Instructions to follow: Copy the records below exactly.

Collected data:
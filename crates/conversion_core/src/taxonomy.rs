use std::fmt;

use serde::{Deserialize, Serialize};

use crate::context::{ErrorContext, ErrorInfo};

/// Closed set of failure buckets. `Unknown` is the only category that is
/// not recoverable by default.
#[derive(Debug, Clone, Copy, PartialEq, Eq, PartialOrd, Ord, Hash, Serialize, Deserialize)]
#[serde(rename_all = "kebab-case")]
pub enum ErrorCategory {
    FileNotFound,
    InvalidSyntax,
    MissingDependency,
    PermissionDenied,
    WriteFailed,
    ValidationFailed,
    TransformationFailed,
    NetworkError,
    Unknown,
}

impl ErrorCategory {
    pub const ALL: [ErrorCategory; 9] = [
        ErrorCategory::FileNotFound,
        ErrorCategory::InvalidSyntax,
        ErrorCategory::MissingDependency,
        ErrorCategory::PermissionDenied,
        ErrorCategory::WriteFailed,
        ErrorCategory::ValidationFailed,
        ErrorCategory::TransformationFailed,
        ErrorCategory::NetworkError,
        ErrorCategory::Unknown,
    ];

    pub fn as_str(self) -> &'static str {
        match self {
            ErrorCategory::FileNotFound => "file-not-found",
            ErrorCategory::InvalidSyntax => "invalid-syntax",
            ErrorCategory::MissingDependency => "missing-dependency",
            ErrorCategory::PermissionDenied => "permission-denied",
            ErrorCategory::WriteFailed => "write-failed",
            ErrorCategory::ValidationFailed => "validation-failed",
            ErrorCategory::TransformationFailed => "transformation-failed",
            ErrorCategory::NetworkError => "network-error",
            ErrorCategory::Unknown => "unknown",
        }
    }

    /// Default recoverability of the category, independent of any message.
    pub fn is_recoverable(self) -> bool {
        !matches!(self, ErrorCategory::Unknown)
    }
}

impl fmt::Display for ErrorCategory {
    fn fmt(&self, f: &mut fmt::Formatter<'_>) -> fmt::Result {
        f.write_str(self.as_str())
    }
}

#[derive(Debug, Clone, Copy, PartialEq, Eq, PartialOrd, Ord, Hash, Serialize, Deserialize)]
#[serde(rename_all = "lowercase")]
pub enum Severity {
    Low,
    Medium,
    High,
}

impl Severity {
    pub fn as_str(self) -> &'static str {
        match self {
            Severity::Low => "low",
            Severity::Medium => "medium",
            Severity::High => "high",
        }
    }
}

impl fmt::Display for Severity {
    fn fmt(&self, f: &mut fmt::Formatter<'_>) -> fmt::Result {
        f.write_str(self.as_str())
    }
}

#[derive(Debug, Clone, Copy, PartialEq, Eq, Serialize, Deserialize)]
pub struct Classification {
    pub category: ErrorCategory,
    pub severity: Severity,
    pub recoverable: bool,
}

/// Lowercased view of the inputs a rule may inspect.
struct Probe {
    message: String,
    operation: String,
}

impl Probe {
    /// Needles must start at a word boundary; short ones must also end at one.
    fn message_has(&self, needles: &[&str]) -> bool {
        needles.iter().any(|n| has_word(&self.message, n))
    }

    /// The whole operation, or one of its `-`/`_` separated tokens, starts
    /// with a needle: `read` matches `read-input` but not `thread`.
    fn operation_has(&self, needles: &[&str]) -> bool {
        needles.iter().any(|n| {
            self.operation == *n
                || self
                    .operation
                    .split(|c: char| !c.is_alphanumeric())
                    .any(|token| token.starts_with(n))
        })
    }
}

const SHORT_NEEDLE: usize = 4;

fn has_word(haystack: &str, needle: &str) -> bool {
    let whole = needle.len() <= SHORT_NEEDLE;
    haystack.match_indices(needle).any(|(at, _)| {
        let starts = haystack[..at]
            .chars()
            .next_back()
            .is_none_or(|c| !c.is_alphanumeric());
        let ends = !whole
            || haystack[at + needle.len()..]
                .chars()
                .next()
                .is_none_or(|c| !c.is_alphanumeric());
        starts && ends
    })
}

struct Rule {
    category: ErrorCategory,
    severity: Severity,
    matches: fn(&Probe) -> bool,
}

// Evaluated top to bottom; the first match wins.
const RULES: &[Rule] = &[
    Rule {
        category: ErrorCategory::FileNotFound,
        severity: Severity::Medium,
        matches: |p| {
            p.message_has(&[
                "enoent",
                "no such file",
                "file not found",
                "cannot find file",
                "cannot find the file",
                "does not exist",
            ]) || (p.operation_has(&["file-access", "read"]) && p.message_has(&["not found"]))
        },
    },
    Rule {
        category: ErrorCategory::InvalidSyntax,
        severity: Severity::Medium,
        matches: |p| {
            p.message_has(&[
                "syntax error",
                "invalid syntax",
                "parse error",
                "failed to parse",
                "unexpected token",
                "unexpected end of",
                "malformed",
                "bad indentation",
                "yamlexception",
                "invalid yaml",
                "invalid json",
                "mapping values are not allowed",
                "did not find expected",
                "expected value at line",
            ])
        },
    },
    Rule {
        category: ErrorCategory::MissingDependency,
        severity: Severity::Medium,
        matches: |p| {
            p.message_has(&[
                "missing dependency",
                "dependency not found",
                "cannot find module",
                "module not found",
                "unresolved reference",
                "unresolved import",
                "missing reference",
                "referenced resource",
                "could not resolve",
            ])
        },
    },
    Rule {
        category: ErrorCategory::PermissionDenied,
        severity: Severity::High,
        matches: |p| {
            p.message_has(&[
                "eacces",
                "eperm",
                "permission denied",
                "access denied",
                "access is denied",
                "operation not permitted",
            ])
        },
    },
    Rule {
        category: ErrorCategory::WriteFailed,
        severity: Severity::High,
        matches: |p| {
            p.message_has(&[
                "enospc",
                "no space left",
                "disk full",
                "erofs",
                "read-only file system",
                "write failed",
                "failed to write",
                "cannot write",
            ]) || (p.operation_has(&["write"]) && p.message_has(&["disk", "write"]))
        },
    },
    Rule {
        category: ErrorCategory::ValidationFailed,
        severity: Severity::Medium,
        matches: |p| {
            p.operation_has(&["validat"]) || p.message_has(&["validation failed", "schema violation"])
        },
    },
    Rule {
        category: ErrorCategory::TransformationFailed,
        severity: Severity::Medium,
        matches: |p| {
            p.operation_has(&["transform", "convert"])
                || p.message_has(&["transformation failed", "conversion failed"])
        },
    },
    Rule {
        category: ErrorCategory::NetworkError,
        severity: Severity::Low,
        matches: |p| {
            p.message_has(&[
                "econnrefused",
                "econnreset",
                "etimedout",
                "enotfound",
                "network",
                "socket hang up",
                "timed out",
                "timeout",
                "dns",
            ])
        },
    },
];

/// Classify a failure from its message text and the declared operation.
///
/// Pure and deterministic: identical `(message, operation)` pairs always
/// yield the same classification.
pub fn categorize(error: &ErrorInfo, context: &ErrorContext) -> Classification {
    let probe = Probe {
        message: error.message.to_lowercase(),
        operation: context.operation.to_lowercase(),
    };
    RULES
        .iter()
        .find(|rule| (rule.matches)(&probe))
        .map(|rule| Classification {
            category: rule.category,
            severity: rule.severity,
            recoverable: rule.category.is_recoverable(),
        })
        .unwrap_or(Classification {
            category: ErrorCategory::Unknown,
            severity: Severity::High,
            recoverable: false,
        })
}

Written answer:
filename crates/conversion_core/src/taxonomy.rs
use std::fmt;

use serde::{Deserialize, Serialize};

use crate::context::{ErrorContext, ErrorInfo};

/// Closed set of failure buckets. `Unknown` is the only category that is
/// not recoverable by default.
#[derive(Debug, Clone, Copy, PartialEq, Eq, PartialOrd, Ord, Hash, Serialize, Deserialize)]
#[serde(rename_all = "kebab-case")]
pub enum ErrorCategory {
    FileNotFound,
    InvalidSyntax,
    MissingDependency,
    PermissionDenied,
    WriteFailed,
    ValidationFailed,
    TransformationFailed,
    NetworkError,
    Unknown,
}

impl ErrorCategory {
    pub const ALL: [ErrorCategory; 9] = [
        ErrorCategory::FileNotFound,
        ErrorCategory::InvalidSyntax,
        ErrorCategory::MissingDependency,
        ErrorCategory::PermissionDenied,
        ErrorCategory::WriteFailed,
        ErrorCategory::ValidationFailed,
        ErrorCategory::TransformationFailed,
        ErrorCategory::NetworkError,
        ErrorCategory::Unknown,
    ];

    pub fn as_str(self) -> &'static str {
        match self {
            ErrorCategory::FileNotFound => "file-not-found",
            ErrorCategory::InvalidSyntax => "invalid-syntax",
            ErrorCategory::MissingDependency => "missing-dependency",
            ErrorCategory::PermissionDenied => "permission-denied",
            ErrorCategory::WriteFailed => "write-failed",
            ErrorCategory::ValidationFailed => "validation-failed",
            ErrorCategory::TransformationFailed => "transformation-failed",
            ErrorCategory::NetworkError => "network-error",
            ErrorCategory::Unknown => "unknown",
        }
    }

    /// Default recoverability of the category, independent of any message.
    pub fn is_recoverable(self) -> bool {
        !matches!(self, ErrorCategory::Unknown)
    }
}

impl fmt::Display for ErrorCategory {
    fn fmt(&self, f: &mut fmt::Formatter<'_>) -> fmt::Result {
        f.write_str(self.as_str())
    }
}

#[derive(Debug, Clone, Copy, PartialEq, Eq, PartialOrd, Ord, Hash, Serialize, Deserialize)]
#[serde(rename_all = "lowercase")]
pub enum Severity {
    Low,
    Medium,
    High,
}

impl Severity {
    pub fn as_str(self) -> &'static str {
        match self {
            Severity::Low => "low",
            Severity::Medium => "medium",
            Severity::High => "high",
        }
    }
}

impl fmt::Display for Severity {
    fn fmt(&self, f: &mut fmt::Formatter<'_>) -> fmt::Result {
        f.write_str(self.as_str())
    }
}

#[derive(Debug, Clone, Copy, PartialEq, Eq, Serialize, Deserialize)]
pub struct Classification {
    pub category: ErrorCategory,
    pub severity: Severity,
    pub recoverable: bool,
}

/// Lowercased view of the inputs a rule may inspect.
struct Probe {
    message: String,
    operation: String,
}

impl Probe {
    /// Needles must start at a word boundary; short ones must also end at one.
    fn message_has(&self, needles: &[&str]) -> bool {
        needles.iter().any(|n| has_word(&self.message, n))
    }

    /// The whole operation, or one of its `-`/`_` separated tokens, starts
    /// with a needle: `read` matches `read-input` but not `thread`.
    fn operation_has(&self, needles: &[&str]) -> bool {
        needles.iter().any(|n| {
            self.operation == *n
                || self
                    .operation
                    .split(|c: char| !c.is_alphanumeric())
                    .any(|token| token.starts_with(n))
        })
    }
}

const SHORT_NEEDLE: usize = 4;

fn has_word(haystack: &str, needle: &str) -> bool {
    let whole = needle.len() <= SHORT_NEEDLE;
    haystack.match_indices(needle).any(|(at, _)| {
        let starts = haystack[..at]
            .chars()
            .next_back()
            .is_none_or(|c| !c.is_alphanumeric());
        let ends = !whole
            || haystack[at + needle.len()..]
                .chars()
                .next()
                .is_none_or(|c| !c.is_alphanumeric());
        starts && ends
    })
}

struct Rule {
    category: ErrorCategory,
    severity: Severity,
    matches: fn(&Probe) -> bool,
}

// Evaluated top to bottom; the first match wins.
const RULES: &[Rule] = &[
    Rule {
        category: ErrorCategory::FileNotFound,
        severity: Severity::Medium,
        matches: |p| {
            p.message_has(&[
                "enoent",
                "no such file",
                "file not found",
                "cannot find file",
                "cannot find the file",
                "does not exist",
            ]) || (p.operation_has(&["file-access", "read"]) && p.message_has(&["not found"]))
        },
    },
    Rule {
        category: ErrorCategory::InvalidSyntax,
        severity: Severity::Medium,
        matches: |p| {
            p.message_has(&[
                "syntax error",
                "invalid syntax",
                "parse error",
                "failed to parse",
                "unexpected token",
                "unexpected end of",
                "malformed",
                "bad indentation",
                "yamlexception",
                "invalid yaml",
                "invalid json",
                "mapping values are not allowed",
                "did not find expected",
                "expected value at line",
            ])
        },
    },
    Rule {
        category: ErrorCategory::MissingDependency,
        severity: Severity::Medium,
        matches: |p| {
            p.message_has(&[
                "missing dependency",
                "dependency not found",
                "cannot find module",
                "module not found",
                "unresolved reference",
                "unresolved import",
                "missing reference",
                "referenced resource",
                "could not resolve",
            ])
        },
    },
    Rule {
        category: ErrorCategory::PermissionDenied,
        severity: Severity::High,
        matches: |p| {
            p.message_has(&[
                "eacces",
                "eperm",
                "permission denied",
                "access denied",
                "access is denied",
                "operation not permitted",
            ])
        },
    },
    Rule {
        category: ErrorCategory::WriteFailed,
        severity: Severity::High,
        matches: |p| {
            p.message_has(&[
                "enospc",
                "no space left",
                "disk full",
                "erofs",
                "read-only file system",
                "write failed",
                "failed to write",
                "cannot write",
            ]) || (p.operation_has(&["write"]) && p.message_has(&["disk", "write"]))
        },
    },
    Rule {
        category: ErrorCategory::ValidationFailed,
        severity: Severity::Medium,
        matches: |p| {
            p.operation_has(&["validat"]) || p.message_has(&["validation failed", "schema violation"])
        },
    },
    Rule {
        category: ErrorCategory::TransformationFailed,
        severity: Severity::Medium,
        matches: |p| {
            p.operation_has(&["transform", "convert"])
                || p.message_has(&["transformation failed", "conversion failed"])
        },
    },
    Rule {
        category: ErrorCategory::NetworkError,
        severity: Severity::Low,
        matches: |p| {
            p.message_has(&[
                "econnrefused",
                "econnreset",
                "etimedout",
                "enotfound",
                "network",
                "socket hang up",
                "timed out",
                "timeout",
                "dns",
            ])
        },
    },
];

/// Classify a failure from its message text and the declared operation.
///
/// Pure and deterministic: identical `(message, operation)` pairs always
/// yield the same classification.
pub fn categorize(error: &ErrorInfo, context: &ErrorContext) -> Classification {
    let probe = Probe {
        message: error.message.to_lowercase(),
        operation: context.operation.to_lowercase(),
    };
    RULES
        .iter()
        .find(|rule| (rule.matches)(&probe))
        .map(|rule| Classification {
            category: rule.category,
            severity: rule.severity,
            recoverable: rule.category.is_recoverable(),
        })
        .unwrap_or(Classification {
            category: ErrorCategory::Unknown,
            severity: Severity::High,
            recoverable: false,
        })
}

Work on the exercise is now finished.